When stocks were running low

The month of June 1941, a year after the first raids by the Regia Aeronautica and soon after the Luftwaffe left Sicily for the invasion of the Soviet Union by Hitler on June 22, are recorded in the latest issue of Malta At War. During this period the...

The month of June 1941, a year after the first raids by the Regia Aeronautica and soon after the Luftwaffe left Sicily for the invasion of the Soviet Union by Hitler on June 22, are recorded in the latest issue of Malta At War.

During this period the Royal Air Force and Fleet Air Arm squadrons operating from Malta were taking on an offensive role attacking convoys with troops and supplies for the Axis forces in Libya. The submarines based on Manoel Island also took a heavy toll of enemy shipping.

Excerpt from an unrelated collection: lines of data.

//! bowtie2 index builder
//!
//! Runs `bowtie2-build` over a written FASTA file. Barcode references do not
//! receive a mapping index and skip the subprocess entirely.

use crate::process::ProcessRunner;
use std::ffi::OsString;
use std::path::{Path, PathBuf};
use std::sync::Arc;
use std::time::Duration;
use vireo_bio::otu::DataType;
use vireo_core::error::{VireoError, VireoResult};

/// Files produced by `bowtie2-build` for a given output prefix
pub const BOWTIE2_SUFFIXES: [&str; 6] = [
    ".1.bt2",
    ".2.bt2",
    ".3.bt2",
    ".4.bt2",
    ".rev.1.bt2",
    ".rev.2.bt2",
];

#[derive(Debug, Clone, PartialEq, Eq)]
pub enum IndexBuildOutcome {
    /// Barcode reference, no subprocess was run
    Skipped,
    /// Subprocess exited cleanly; paths the index parts are expected at
    Built { files: Vec<PathBuf> },
}

pub struct Bowtie2Builder {
    binary: PathBuf,
    runner: Arc<dyn ProcessRunner>,
    timeout: Duration,
}

impl Bowtie2Builder {
    pub fn new(
        binary: impl Into<PathBuf>,
        runner: Arc<dyn ProcessRunner>,
        timeout: Duration,
    ) -> Self {
        Self {
            binary: binary.into(),
            runner,
            timeout,
        }
    }

    pub fn binary(&self) -> &Path {
        &self.binary
    }

    /// Arguments after the program name
    pub fn build_args(fasta: &Path, prefix: &Path, threads: usize) -> Vec<String> {
        vec![
            "--threads".to_string(),
            threads.max(1).to_string(),
            fasta.display().to_string(),
            prefix.display().to_string(),
        ]
    }

    /// The six index part paths for `prefix`
    pub fn index_files(prefix: &Path) -> Vec<PathBuf> {
        BOWTIE2_SUFFIXES
            .iter()
            .map(|suffix| {
                let mut name = OsString::from(prefix.as_os_str());
                name.push(suffix);
                PathBuf::from(name)
            })
            .collect()
    }

    /// Build the index rooted at `prefix` from `fasta`.
    ///
    /// The exit code is the only success signal; output is kept for
    /// diagnostics.
    pub async fn build(
        &self,
        fasta: &Path,
        prefix: &Path,
        data_type: &DataType,
        threads: usize,
    ) -> VireoResult<IndexBuildOutcome> {
        if data_type.is_barcode() {
            tracing::info!("barcode reference, skipping bowtie2 index build");
            return Ok(IndexBuildOutcome::Skipped);
        }

        let args = Self::build_args(fasta, prefix, threads);
        tracing::info!(
            binary = %self.binary.display(),
            threads,
            prefix = %prefix.display(),
            "running bowtie2-build"
        );

        let output = self.runner.run(&self.binary, &args, self.timeout).await?;
        tracing::debug!(stdout = %output.stdout, stderr = %output.stderr, "bowtie2-build finished");

        if !output.success() {
            let code = output
                .code
                .map(|c| c.to_string())
                .unwrap_or_else(|| "signal".to_string());
            return Err(VireoError::Indexer(format!(
                "{} exited with {}: {}",
                self.binary.display(),
                code,
                output.stderr.trim()
            )));
        }

        Ok(IndexBuildOutcome::Built {
            files: Self::index_files(prefix),
        })
    }
}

The Regia Aeronautica's raids were carried out by bombers flying in formation at great height. There was some contempt among the civilian population at what was then seen as incompetence by the enemy after the mass bombing sorties of the Luftwaffe but these attacks were to claim many dead among people who remained at home and did not take cover.

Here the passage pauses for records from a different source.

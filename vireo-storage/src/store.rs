/// Document store contract
use crate::document::{Collection, Filter, Group, GroupQuery, Patch, UpdateResult};
use async_trait::async_trait;
use futures::stream::{BoxStream, TryStreamExt};
use serde::de::DeserializeOwned;
use serde_json::Value;
use vireo_core::error::VireoResult;

pub type DocumentStream = BoxStream<'static, VireoResult<Value>>;
pub type GroupStream = BoxStream<'static, VireoResult<Group>>;

/// Transactional collection store.
///
/// Multi-document updates are atomic per call: either every matching document
/// receives the patch or none does.
#[async_trait]
pub trait DocumentStore: Send + Sync {
    /// Point read. An empty projection returns the whole document; `_id` is
    /// always included.
    async fn get(
        &self,
        collection: Collection,
        id: &str,
        projection: &[&str],
    ) -> VireoResult<Option<Value>>;

    /// Stream every document matching `filter`
    async fn find_many(&self, collection: Collection, filter: &Filter)
        -> VireoResult<DocumentStream>;

    /// Insert a document carrying a string `_id`; returns that id
    async fn insert_one(&self, collection: Collection, document: Value) -> VireoResult<String>;

    /// Patch the first document matching `filter`
    async fn update_one(
        &self,
        collection: Collection,
        filter: &Filter,
        patch: &Patch,
    ) -> VireoResult<UpdateResult>;

    /// Patch every document matching `filter`
    async fn update_many(
        &self,
        collection: Collection,
        filter: &Filter,
        patch: &Patch,
    ) -> VireoResult<UpdateResult>;

    /// Delete the first document matching `filter`; returns the deleted count
    async fn delete_one(&self, collection: Collection, filter: &Filter) -> VireoResult<u64>;

    /// Group matching documents by a field value
    async fn aggregate(&self, collection: Collection, query: &GroupQuery)
        -> VireoResult<GroupStream>;
}

/// Point read deserialized into a typed record
pub async fn fetch<T: DeserializeOwned>(
    store: &dyn DocumentStore,
    collection: Collection,
    id: &str,
    projection: &[&str],
) -> VireoResult<Option<T>> {
    match store.get(collection, id, projection).await? {
        Some(document) => Ok(Some(serde_json::from_value(document)?)),
        None => Ok(None),
    }
}

/// Scan deserialized into typed records
pub async fn fetch_all<T: DeserializeOwned>(
    store: &dyn DocumentStore,
    collection: Collection,
    filter: &Filter,
) -> VireoResult<Vec<T>> {
    let documents: Vec<Value> = store.find_many(collection, filter).await?.try_collect().await?;

    documents
        .into_iter()
        .map(|document| Ok(serde_json::from_value(document)?))
        .collect()
}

At the time, only a handful of people knew that the RAF fighters had orders from the Air Officer Commanding, Air Vice Marshal Hugh Lloyd, to shoot down Italian rescue aircraft carrying the red cross as there was a suspicion at the time that these - and even the hospital ships - had been used to ferry military personnel. The pilots from Malta did so with reluctance. Later Count Galeazzo Ciano, Benito Mussolini's Foreign Minister and son-in-law, confirmed this was in fact true. This admission was made in his diary, published by his wife Edda after her father had shot her husband.

With Crete now in German hands, it became difficult to send convoys to Malta from Alexandria and supplies and personnel were carried to the island in submarines.

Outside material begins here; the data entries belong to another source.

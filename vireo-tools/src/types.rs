//! Common types for tool management

use serde::{Deserialize, Serialize};
use std::path::{Path, PathBuf};
use vireo_core::error::{VireoError, VireoResult};

/// External tools the build can invoke
#[derive(Debug, Clone, Copy, PartialEq, Eq, Serialize, Deserialize)]
pub enum Tool {
    Bowtie2,
}

impl Tool {
    /// Get the name of the tool
    pub fn name(&self) -> &'static str {
        match self {
            Tool::Bowtie2 => "bowtie2",
        }
    }

    /// Get the display name of the tool
    pub fn display_name(&self) -> &'static str {
        match self {
            Tool::Bowtie2 => "Bowtie 2",
        }
    }

    /// Get the binary name for the index builder
    pub fn binary_name(&self) -> &'static str {
        match self {
            Tool::Bowtie2 => "bowtie2-build",
        }
    }
}

impl std::fmt::Display for Tool {
    fn fmt(&self, f: &mut std::fmt::Formatter<'_>) -> std::fmt::Result {
        write!(f, "{}", self.display_name())
    }
}

impl std::str::FromStr for Tool {
    type Err = VireoError;

    fn from_str(s: &str) -> VireoResult<Self> {
        match s.to_lowercase().as_str() {
            "bowtie2" | "bowtie2-build" => Ok(Tool::Bowtie2),
            _ => Err(VireoError::InvalidInput(format!("Unknown tool: {}", s))),
        }
    }
}

/// Resolve the binary for `tool`.
///
/// A configured value containing a path separator is used as-is when it
/// exists; otherwise it is looked up on `PATH`.
pub fn locate_tool(tool: Tool, configured: Option<&str>) -> VireoResult<PathBuf> {
    let name = configured.unwrap_or(tool.binary_name());
    let candidate = Path::new(name);

    if candidate.components().count() > 1 {
        return if candidate.exists() {
            Ok(candidate.to_path_buf())
        } else {
            Err(VireoError::NotFound(format!(
                "{} binary not found at {}",
                tool,
                candidate.display()
            )))
        };
    }

    which::which(name)
        .map_err(|e| VireoError::NotFound(format!("{} binary {} not on PATH: {}", tool, name, e)))
}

The blockade was making itself felt and stringent cuts were introduced in the supply of petrol with the result that private cars went off the road and public transport was severely curtailed. An enterprising person who had two omnibuses - popularly know as nemnebus - started operating horse-drawn 12-seater cabs between Valletta and Birkirkara.

Flour was also in short supply and the wheatato - between 20 to 30 per cent of cooked peeled potatoes being mixed with flour for each loaf - was introduced. There was increasing scarcity of meat and housewives fell back to buying poultry and rabbits, the price of which tripled.

This being summertime, restrictions on swimming were partially lifted and gaps were opened in the barbed wire to enable people to bathe in certain areas.

These stories are extensively illustrated with photographs rarely published before, some even published for the first time. One of these photographs is of Gloster Gladiator N5520, which is carried on the cover. The aircraft is shown at Hal Far when it had been diverted to meteorological flights. This photograph is of special interest as the aircraft is Faith, the only one to survive. Its skeleton was retrieved after the war from a quarry where it was dumped and was partly restored. It is now on exhibition at the War Museum in Valletta.

Malta At War is published by Bieb Bieb Publications and sells at Lm1.85 per issue. It is printed by Progress Press. The first two bound volumes are available from bookshops and stationers.